Is Scanner's nextLine() Supposed to Return True with Unread Empty Lines?

K

KevinSimonson

Most programs I write are in Java, because I understand Java pretty
well, and enjoy it. When I write programs that do a lot of text I/O,
I've got a pretty standard approach that has worked fine in the past
for me. If my program needs to do text output, I usually declare a
variable of class <PrintWriter> and initialize it with <prntWrtr = new
PrintWriter( BufferedWriter( new FileWriter( outFileName)))>, where
<outFileName> is a <String> that contains the name of the file. If my
program needs to do text input, I usually declare a variable of class
<Scanner> and initialize it with <scnnr = new Scanner( new
File( inputFileName))>, where <inFileName> is a <String> that contains
the name of the input file.

The <PrintWriter> class gives me <println()> and <print()>, and that's
usually all the methods I need. The <Scanner> class gives me
<hasNext()> and <nextLine()>, and I had _thought_ that that was as
adequate as <PrintWriter>'s methods were, but I've run into a
situation that may have changed my mind.

At work we've been using Microsoft Excel to load a file whose contents
are divided into rows delimited by newlines, and whose rows are
divided into fields delimited by vertical pipes. Excel, with a little
bit of prompting, shows the data in a spreadsheet form. But we were
getting a discrepancy between what the data Excel _told_ us we had and
what data we _thought_ we should be getting.

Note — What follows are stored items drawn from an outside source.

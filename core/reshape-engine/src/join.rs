//! FILENAME: core/reshape-engine/src/join.rs
//! Inner join of the result sheet with the NAD registry sheet.
//!
//! Semantics:
//! - Joined columns are all result columns followed by all NAD columns.
//!   A non-key name present on both sides gets `_x` (result) / `_y` (NAD).
//!   When both key columns share a name, the NAD copy is dropped.
//! - Rows follow result-sheet order; each result row is followed by its
//!   matches in NAD order. Duplicate keys multiply (full cross product).
//! - Keys compare by display value, so 2024001 matches "2024001".
//!   Blank keys never match.

use engine::{CellValue, Table};
use rustc_hash::{FxHashMap, FxHashSet};
use smallvec::SmallVec;

use crate::definition::KeyColumns;
use crate::error::{ReshapeError, TableRole};

/// Row-level diagnostics of a join.
#[derive(Debug, Clone, Default, PartialEq, Eq)]
pub struct JoinSummary {
    pub result_rows: usize,
    pub nad_rows: usize,
    pub joined_rows: usize,
    /// Result rows with no NAD match (including blank keys).
    pub unmatched_result_rows: usize,
    /// NAD rows with no result match (including blank keys).
    pub unmatched_nad_rows: usize,
    /// Distinct keys occurring more than once in the result sheet.
    pub duplicate_result_keys: usize,
    /// Distinct keys occurring more than once in the NAD sheet.
    pub duplicate_nad_keys: usize,
}

impl JoinSummary {
    pub fn has_duplicates(&self) -> bool {
        self.duplicate_result_keys > 0 || self.duplicate_nad_keys > 0
    }
}

/// The joined table plus its diagnostics.
#[derive(Debug, Clone)]
pub struct Joined {
    pub table: Table,
    pub summary: JoinSummary,
}

/// Joins `result` and `nad` on `keys.result = keys.nad`.
pub fn inner_join(result: &Table, nad: &Table, keys: &KeyColumns) -> Result<Joined, ReshapeError> {
    let result_key = result
        .column_index(&keys.result)
        .ok_or_else(|| ReshapeError::MissingKeyColumn {
            table: TableRole::Result,
            column: keys.result.clone(),
        })?;
    let nad_key = nad
        .column_index(&keys.nad)
        .ok_or_else(|| ReshapeError::MissingKeyColumn {
            table: TableRole::Nad,
            column: keys.nad.clone(),
        })?;

    // A shared key name collapses into a single joined column.
    let dropped_nad_col = (keys.result == keys.nad).then_some(nad_key);
    let columns = joined_columns(result, nad, dropped_nad_col);

    // Index NAD rows by key
    let mut nad_index: FxHashMap<String, SmallVec<[usize; 1]>> = FxHashMap::default();
    let mut blank_nad_rows = 0;
    for row in 0..nad.row_count() {
        match join_key(nad.cell(row, Some(nad_key))) {
            Some(key) => nad_index.entry(key).or_default().push(row),
            None => blank_nad_rows += 1,
        }
    }

    let mut table = Table::new(columns);
    let mut summary = JoinSummary {
        result_rows: result.row_count(),
        nad_rows: nad.row_count(),
        duplicate_nad_keys: nad_index.values().filter(|rows| rows.len() > 1).count(),
        ..JoinSummary::default()
    };

    let mut result_key_counts: FxHashMap<String, usize> = FxHashMap::default();
    let mut matched_keys: FxHashSet<String> = FxHashSet::default();

    for (row_idx, left) in result.rows().iter().enumerate() {
        let Some(key) = join_key(result.cell(row_idx, Some(result_key))) else {
            summary.unmatched_result_rows += 1;
            continue;
        };
        *result_key_counts.entry(key.clone()).or_insert(0) += 1;

        let Some(matches) = nad_index.get(&key) else {
            summary.unmatched_result_rows += 1;
            continue;
        };

        for &nad_row in matches {
            let mut joined = Vec::with_capacity(table.column_count());
            joined.extend(left.iter().cloned());
            joined.extend(
                nad.rows()[nad_row]
                    .iter()
                    .enumerate()
                    .filter(|(col, _)| Some(*col) != dropped_nad_col)
                    .map(|(_, value)| value.clone()),
            );
            table.push_row(joined);
        }
        matched_keys.insert(key);
    }

    summary.joined_rows = table.row_count();
    summary.duplicate_result_keys = result_key_counts.values().filter(|&&n| n > 1).count();
    summary.unmatched_nad_rows = blank_nad_rows
        + nad_index
            .iter()
            .filter(|(key, _)| !matched_keys.contains(*key))
            .map(|(_, rows)| rows.len())
            .sum::<usize>();

    Ok(Joined { table, summary })
}

fn join_key(value: &CellValue) -> Option<String> {
    if value.is_blank() {
        None
    } else {
        Some(value.display_value())
    }
}

/// Result columns then NAD columns, with `_x`/`_y` suffixes on collisions.
fn joined_columns(result: &Table, nad: &Table, dropped_nad_col: Option<usize>) -> Vec<String> {
    let nad_columns: Vec<(usize, &String)> = nad
        .columns()
        .iter()
        .enumerate()
        .filter(|(col, _)| Some(*col) != dropped_nad_col)
        .collect();

    let nad_names: FxHashSet<&str> = nad_columns.iter().map(|(_, name)| name.as_str()).collect();
    let result_names: FxHashSet<&str> = result.columns().iter().map(String::as_str).collect();

    let mut columns = Vec::with_capacity(result.column_count() + nad_columns.len());
    for name in result.columns() {
        if nad_names.contains(name.as_str()) {
            columns.push(format!("{}_x", name));
        } else {
            columns.push(name.clone());
        }
    }
    for (_, name) in nad_columns {
        if result_names.contains(name.as_str()) {
            columns.push(format!("{}_y", name));
        } else {
            columns.push(name.clone());
        }
    }
    columns
}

So the guy I work with told me to look at the actual contents of the
pipe-delimited file, and see if Excel was giving us the right
information. I started doing it by hand, bringing up the file in an
editor, and moving the pipes on one row so that they lined up with the
pipes on the next row, to make it readable. But this file has over
7500 rows, and the job was kind of tedious, and whenever I'm in a
situation like that I usually decide to write a Java program to do the
job for me.

So I wrote the program, and it works pretty well. The discrepancy
seems to be that in the column we're interested in, a lot of the rows
at the end of the spreadsheet have absolutely nothing at all in that
field. Twenty-nine rows have that field completely blank. So when my
program isolates that column, printing out that one particular field
only, for the 7500 plus rows, I get twenty-nine new-lines at the end
of the file, which actually is exactly what I want for that kind of a
spreadsheet. But Excel apparently concludes that those rows don't
exist, and ends up not listing them in the spreadsheet at all.

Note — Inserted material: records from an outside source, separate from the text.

//! FILENAME: core/engine/src/cell.rs
//! PURPOSE: Defines the value held by a single spreadsheet cell.
//! CONTEXT: Both input sheets and the generated output sheet are made of
//! these values. Types are kept as read from the workbook so that numbers
//! are written back as numbers and text as text.

use serde::{Deserialize, Serialize};

/// Represents the raw data within a cell.
#[derive(Debug, Clone, PartialEq, Serialize, Deserialize)]
pub enum CellValue {
    Empty,
    Number(f64),
    Text(String),
    Boolean(bool),
    /// Error cell as read from the workbook (e.g. "#DIV/0!").
    Error(String),
}

/// Shared sentinel returned by accessors for unmapped columns.
pub static EMPTY: CellValue = CellValue::Empty;

impl CellValue {
    pub fn text(value: impl Into<String>) -> Self {
        CellValue::Text(value.into())
    }

    /// True for `Empty` and for text that is only whitespace.
    pub fn is_blank(&self) -> bool {
        match self {
            CellValue::Empty => true,
            CellValue::Text(s) => s.trim().is_empty(),
            _ => false,
        }
    }

    /// Returns the display value of the cell as a String.
    /// Used for join keys, header names and text previews.
    pub fn display_value(&self) -> String {
        match self {
            CellValue::Empty => String::new(),
            CellValue::Number(n) => {
                // Format without unnecessary decimal places
                if n.fract() == 0.0 && n.abs() < 1e15 {
                    format!("{:.0}", n)
                } else {
                    format!("{}", n)
                }
            }
            CellValue::Text(s) => s.clone(),
            CellValue::Boolean(b) => {
                if *b { "TRUE" } else { "FALSE" }.to_string()
            }
            CellValue::Error(e) => e.clone(),
        }
    }
}

impl Default for CellValue {
    fn default() -> Self {
        CellValue::Empty
    }
}

impl From<f64> for CellValue {
    fn from(value: f64) -> Self {
        CellValue::Number(value)
    }
}

impl From<i64> for CellValue {
    fn from(value: i64) -> Self {
        CellValue::Number(value as f64)
    }
}

impl From<&str> for CellValue {
    fn from(value: &str) -> Self {
        CellValue::Text(value.to_string())
    }
}

impl From<String> for CellValue {
    fn from(value: String) -> Self {
        CellValue::Text(value)
    }
}

impl From<bool> for CellValue {
    fn from(value: bool) -> Self {
        CellValue::Boolean(value)
    }
}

The data file is used by a program that displays the complete set of
unique values displayed in that field, and along with each one the
number of rows that have that particular value in that field. So I
wrote another Java program that does essentially the same thing, to
check the program I'm testing. But _it too_ was missing the last
twenty-nine (zero-length) lines.

I debugged the problem for a bit, and think I've got a simple Java
program that isolates the problem. After a <Scanner> object reads the
last text line in the file with nonzero length, <hasNext()> returns
<true> even if there are several lines after it of _zero_ length.
(Interestingly enough, if there is a line of zero length, or a group
of lines of zero length, before another line of _nonzero_ length,
<hasNext()> _returns <false>_, and <nextLine()> returns each of those
zero-length lines quite correctly as the empty <String>.)

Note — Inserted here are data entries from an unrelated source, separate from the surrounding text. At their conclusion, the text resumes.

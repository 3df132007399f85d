//! FILENAME: core/reshape-engine/src/definition.rs
//! Reshape Definition - The serializable configuration and column schema.
//!
//! This module contains the types needed to DESCRIBE a reshape run:
//! - which columns make up a student and a subject group in the result sheet
//! - how the two input sheets are keyed
//! - the run options (subject count, semester number, row order)

use serde::{Deserialize, Serialize};
use crate::error::ReshapeError;

/// Default upper bound on the subject-group index to scan.
pub const DEFAULT_SUBJECT_COUNT: u32 = 12;

/// Default semester number stamped into every output row.
pub const DEFAULT_SEMESTER_NUMBER: i64 = 2;

/// Literal written to the `IsBackLog` column of every row.
pub const BACKLOG_FLAG: &str = "NO";

// ============================================================================
// SUBJECT GROUP SCHEMA
// ============================================================================

/// One column of a repeating subject group (`Sub{nn}_{suffix}`).
#[derive(Debug, Clone, Copy, PartialEq, Eq, Hash, Serialize, Deserialize)]
pub enum SubjectField {
    Code,
    Name,
    Credit,
    InternalMarks,
    ExternalMarks,
    Total,
    Grade,
    GradePoints,
    CreditPoints,
    Remark,
}

impl SubjectField {
    /// Every field of a group, in resolution order.
    pub const ALL: [SubjectField; 10] = [
        SubjectField::Code,
        SubjectField::Name,
        SubjectField::Credit,
        SubjectField::InternalMarks,
        SubjectField::ExternalMarks,
        SubjectField::Total,
        SubjectField::Grade,
        SubjectField::GradePoints,
        SubjectField::CreditPoints,
        SubjectField::Remark,
    ];

    /// Column-name suffix used by the result sheet.
    pub fn suffix(self) -> &'static str {
        match self {
            SubjectField::Code => "CODE",
            SubjectField::Name => "NAME",
            SubjectField::Credit => "CREDIT",
            SubjectField::InternalMarks => "IA_MRKS",
            SubjectField::ExternalMarks => "UE_MRKS",
            SubjectField::Total => "TOT",
            SubjectField::Grade => "GRADE",
            SubjectField::GradePoints => "GRADE_POINTS",
            SubjectField::CreditPoints => "CREDIT_POINTS",
            SubjectField::Remark => "Remark",
        }
    }

    /// Position within `ALL`.
    pub fn position(self) -> usize {
        self as usize
    }
}

/// A positional subject group, 1-based.
#[derive(Debug, Clone, Copy, PartialEq, Eq, Hash)]
pub struct SubjectGroup {
    pub index: u32,
}

impl SubjectGroup {
    pub fn new(index: u32) -> Self {
        SubjectGroup { index }
    }

    /// `Sub01`, `Sub02`, ...
    pub fn prefix(&self) -> String {
        format!("Sub{:02}", self.index)
    }

    pub fn column_name(&self, field: SubjectField) -> String {
        format!("{}_{}", self.prefix(), field.suffix())
    }

    /// The column whose presence decides whether the group exists at all.
    pub fn presence_column(&self) -> String {
        self.column_name(SubjectField::Total)
    }
}

// ============================================================================
// STUDENT SCHEMA
// ============================================================================

/// Per-student columns: identity plus semester and cumulative aggregates.
/// Constant across a student's subject rows.
#[derive(Debug, Clone, Copy, PartialEq, Eq, Hash, Serialize, Deserialize)]
pub enum StudentField {
    StudentId,
    RollNo,
    Name,
    CourseName,
    SemesterCreditRegistered,
    SemesterCreditEarned,
    SemesterEarnedGradePoints,
    Sgpa,
    SemesterGrade,
    TotalCreditRegistered,
    TotalCreditEarned,
    TotalEarnedGradePoints,
    Cgpa,
    OverallGrade,
}

impl StudentField {
    pub const ALL: [StudentField; 14] = [
        StudentField::StudentId,
        StudentField::RollNo,
        StudentField::Name,
        StudentField::CourseName,
        StudentField::SemesterCreditRegistered,
        StudentField::SemesterCreditEarned,
        StudentField::SemesterEarnedGradePoints,
        StudentField::Sgpa,
        StudentField::SemesterGrade,
        StudentField::TotalCreditRegistered,
        StudentField::TotalCreditEarned,
        StudentField::TotalEarnedGradePoints,
        StudentField::Cgpa,
        StudentField::OverallGrade,
    ];

    /// Column name in the joined sheet.
    pub fn column(self) -> &'static str {
        match self {
            StudentField::StudentId => "Stud ID",
            StudentField::RollNo => "RROLL",
            StudentField::Name => "CNAME",
            StudentField::CourseName => "COURSE_NAME",
            StudentField::SemesterCreditRegistered => "SEM_CREDIT_REGISTERED",
            StudentField::SemesterCreditEarned => "SEM_CREDIT_EARNED",
            StudentField::SemesterEarnedGradePoints => "SEM_EARNED_GRADE_POINTS",
            StudentField::Sgpa => "SGPA",
            StudentField::SemesterGrade => "SEM_GRADE",
            StudentField::TotalCreditRegistered => "TOTAL_CREDIT_REGISTERED",
            StudentField::TotalCreditEarned => "TOTAL_CREDIT_EARNED",
            StudentField::TotalEarnedGradePoints => "TOTAL_EARNED_GRADE_POINTS",
            StudentField::Cgpa => "CGPA",
            StudentField::OverallGrade => "GRADE",
        }
    }

    pub fn position(self) -> usize {
        self as usize
    }
}

// ============================================================================
// OPTIONS
// ============================================================================

/// Join key column names for the two input sheets.
#[derive(Debug, Clone, PartialEq, Eq, Serialize, Deserialize)]
pub struct KeyColumns {
    /// Registration number column in the result sheet.
    pub result: String,
    /// Registration number column in the NAD registry sheet.
    pub nad: String,
}

impl Default for KeyColumns {
    fn default() -> Self {
        KeyColumns {
            result: "PRN".to_string(),
            nad: "REGN_NO".to_string(),
        }
    }
}

/// Grouping of output rows.
#[derive(Debug, Clone, Copy, PartialEq, Eq, Default, Serialize, Deserialize)]
#[serde(rename_all = "snake_case")]
pub enum RowOrder {
    /// All students for subject 1, then all for subject 2, ...
    #[default]
    BySubject,
    /// All subjects of the first joined row, then the next row, ...
    ByStudent,
}

/// Run options for `reshape`.
#[derive(Debug, Clone, PartialEq, Serialize, Deserialize)]
pub struct ReshapeOptions {
    pub subject_count: u32,
    pub semester_number: i64,
    pub keys: KeyColumns,
    pub row_order: RowOrder,
}

impl ReshapeOptions {
    /// Rejects option sets a run could never use. Checked once, when the
    /// configuration is resolved; `reshape` itself accepts any count.
    pub fn validate(&self) -> Result<(), ReshapeError> {
        if self.subject_count == 0 {
            return Err(ReshapeError::InvalidSubjectCount {
                got: self.subject_count,
            });
        }
        Ok(())
    }

    /// The subject groups to scan, in order. Indices past 99 widen the
    /// prefix (`Sub100`).
    pub fn subject_groups(&self) -> impl Iterator<Item = SubjectGroup> {
        (1..=self.subject_count).map(SubjectGroup::new)
    }
}

impl Default for ReshapeOptions {
    fn default() -> Self {
        ReshapeOptions {
            subject_count: DEFAULT_SUBJECT_COUNT,
            semester_number: DEFAULT_SEMESTER_NUMBER,
            keys: KeyColumns::default(),
            row_order: RowOrder::default(),
        }
    }
}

That's not the behavior I would have expected, or that I need for this
particular project. After I've read the last line of nonzero length
in a file, and there are, say, seventeen newlines after that line, and
no other characters, wouldn't it make sense for the next seventeen
<nextLine()>s to each return the empty <String>, and _then_ have
<hasNext()> return <true>, rather than _before_ those seventeen lines
are read in? Is the <Scanner> class _supposed_ to do this, or is this
just evidence that my Java compiler is buggy? And if it's supposed to
do it this way, is there _any other_ class besides <Scanner> that I
can use to read input from a file, that recognizes empty strings when
there are a bunch of them at the end of the file? If someone can
point me to such a class I'd really appreciate it.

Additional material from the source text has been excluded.